Top of Records

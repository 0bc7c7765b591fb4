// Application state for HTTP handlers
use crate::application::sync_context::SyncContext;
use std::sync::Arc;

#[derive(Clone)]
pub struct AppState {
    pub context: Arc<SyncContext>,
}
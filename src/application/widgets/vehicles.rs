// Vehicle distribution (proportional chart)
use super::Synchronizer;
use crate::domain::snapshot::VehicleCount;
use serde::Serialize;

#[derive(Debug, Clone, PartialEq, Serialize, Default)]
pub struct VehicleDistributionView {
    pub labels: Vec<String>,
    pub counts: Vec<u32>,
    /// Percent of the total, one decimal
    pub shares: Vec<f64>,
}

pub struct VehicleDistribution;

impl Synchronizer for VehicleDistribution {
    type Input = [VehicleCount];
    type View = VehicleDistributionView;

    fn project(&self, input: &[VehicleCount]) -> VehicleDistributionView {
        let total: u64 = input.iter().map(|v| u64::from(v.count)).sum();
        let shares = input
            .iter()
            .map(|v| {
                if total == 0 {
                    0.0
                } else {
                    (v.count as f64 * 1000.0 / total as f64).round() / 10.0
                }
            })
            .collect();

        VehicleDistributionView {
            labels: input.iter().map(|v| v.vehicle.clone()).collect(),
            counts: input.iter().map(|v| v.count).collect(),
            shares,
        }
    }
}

Bottom of Records
Top of Records

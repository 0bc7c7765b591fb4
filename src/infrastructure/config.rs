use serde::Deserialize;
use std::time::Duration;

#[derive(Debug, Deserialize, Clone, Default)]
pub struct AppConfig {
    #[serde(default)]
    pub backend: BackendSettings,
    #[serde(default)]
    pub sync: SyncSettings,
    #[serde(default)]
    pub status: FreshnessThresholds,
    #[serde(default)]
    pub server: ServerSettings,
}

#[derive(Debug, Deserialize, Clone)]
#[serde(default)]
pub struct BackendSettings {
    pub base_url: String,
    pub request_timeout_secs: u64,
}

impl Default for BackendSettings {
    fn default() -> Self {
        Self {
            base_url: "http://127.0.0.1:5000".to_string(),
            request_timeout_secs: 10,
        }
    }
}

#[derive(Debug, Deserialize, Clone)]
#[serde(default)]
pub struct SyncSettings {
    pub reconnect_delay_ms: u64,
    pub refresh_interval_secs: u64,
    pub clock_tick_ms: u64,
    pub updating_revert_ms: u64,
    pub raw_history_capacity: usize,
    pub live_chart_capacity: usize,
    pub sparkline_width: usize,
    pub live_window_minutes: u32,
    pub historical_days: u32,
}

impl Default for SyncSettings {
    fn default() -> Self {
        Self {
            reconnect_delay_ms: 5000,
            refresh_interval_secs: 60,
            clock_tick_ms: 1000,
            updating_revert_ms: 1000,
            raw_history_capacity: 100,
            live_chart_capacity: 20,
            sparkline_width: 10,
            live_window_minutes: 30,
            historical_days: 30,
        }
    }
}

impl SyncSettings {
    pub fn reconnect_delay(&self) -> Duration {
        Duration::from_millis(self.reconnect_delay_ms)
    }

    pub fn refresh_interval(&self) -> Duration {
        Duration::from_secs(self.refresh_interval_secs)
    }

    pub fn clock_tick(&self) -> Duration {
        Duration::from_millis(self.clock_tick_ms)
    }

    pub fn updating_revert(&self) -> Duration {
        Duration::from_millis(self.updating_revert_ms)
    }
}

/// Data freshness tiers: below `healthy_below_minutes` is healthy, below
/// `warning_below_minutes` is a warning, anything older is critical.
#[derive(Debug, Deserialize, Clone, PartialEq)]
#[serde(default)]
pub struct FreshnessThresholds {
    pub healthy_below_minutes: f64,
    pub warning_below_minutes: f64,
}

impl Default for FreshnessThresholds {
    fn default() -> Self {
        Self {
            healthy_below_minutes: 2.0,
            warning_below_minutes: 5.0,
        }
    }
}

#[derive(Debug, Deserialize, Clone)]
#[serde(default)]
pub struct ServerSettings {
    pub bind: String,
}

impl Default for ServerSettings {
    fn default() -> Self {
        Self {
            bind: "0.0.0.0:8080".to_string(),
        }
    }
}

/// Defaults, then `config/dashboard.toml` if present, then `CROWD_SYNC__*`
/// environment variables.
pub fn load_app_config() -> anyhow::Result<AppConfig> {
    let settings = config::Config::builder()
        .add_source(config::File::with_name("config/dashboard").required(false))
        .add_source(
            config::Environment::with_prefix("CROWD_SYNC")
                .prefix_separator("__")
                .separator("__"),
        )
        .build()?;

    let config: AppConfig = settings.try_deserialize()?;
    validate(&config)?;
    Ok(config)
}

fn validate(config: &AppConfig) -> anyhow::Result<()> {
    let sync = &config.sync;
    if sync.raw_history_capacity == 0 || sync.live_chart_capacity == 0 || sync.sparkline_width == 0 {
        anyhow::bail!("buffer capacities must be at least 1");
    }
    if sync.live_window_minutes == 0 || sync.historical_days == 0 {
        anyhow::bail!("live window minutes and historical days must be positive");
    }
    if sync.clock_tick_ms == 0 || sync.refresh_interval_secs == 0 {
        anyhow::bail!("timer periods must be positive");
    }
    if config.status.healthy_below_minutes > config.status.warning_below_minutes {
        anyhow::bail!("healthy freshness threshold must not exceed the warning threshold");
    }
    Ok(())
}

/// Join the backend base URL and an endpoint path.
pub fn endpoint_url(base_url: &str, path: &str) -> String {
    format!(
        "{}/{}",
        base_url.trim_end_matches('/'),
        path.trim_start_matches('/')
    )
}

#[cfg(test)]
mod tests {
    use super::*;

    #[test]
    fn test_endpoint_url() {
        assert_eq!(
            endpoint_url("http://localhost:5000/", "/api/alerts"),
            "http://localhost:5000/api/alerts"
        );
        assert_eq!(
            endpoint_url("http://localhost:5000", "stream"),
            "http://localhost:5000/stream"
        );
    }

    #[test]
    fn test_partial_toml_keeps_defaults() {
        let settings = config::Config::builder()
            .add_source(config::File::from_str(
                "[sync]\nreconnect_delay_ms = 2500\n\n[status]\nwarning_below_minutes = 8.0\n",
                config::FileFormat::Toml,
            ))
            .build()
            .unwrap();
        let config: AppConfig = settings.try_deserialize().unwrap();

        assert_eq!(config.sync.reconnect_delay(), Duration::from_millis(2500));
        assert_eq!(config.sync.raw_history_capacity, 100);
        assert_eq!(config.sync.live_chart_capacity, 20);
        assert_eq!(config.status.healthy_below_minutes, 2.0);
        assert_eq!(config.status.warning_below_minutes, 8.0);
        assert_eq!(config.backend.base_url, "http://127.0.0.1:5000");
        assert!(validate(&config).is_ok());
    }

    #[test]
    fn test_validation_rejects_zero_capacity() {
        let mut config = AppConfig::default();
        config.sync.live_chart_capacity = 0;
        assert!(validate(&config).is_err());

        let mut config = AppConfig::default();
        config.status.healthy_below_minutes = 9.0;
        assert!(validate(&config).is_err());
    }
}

Bottom of Records

## Exercise objective
Determine how many lines in the data include the word "Result". Answer with that number alone.

## Response to the exercise
2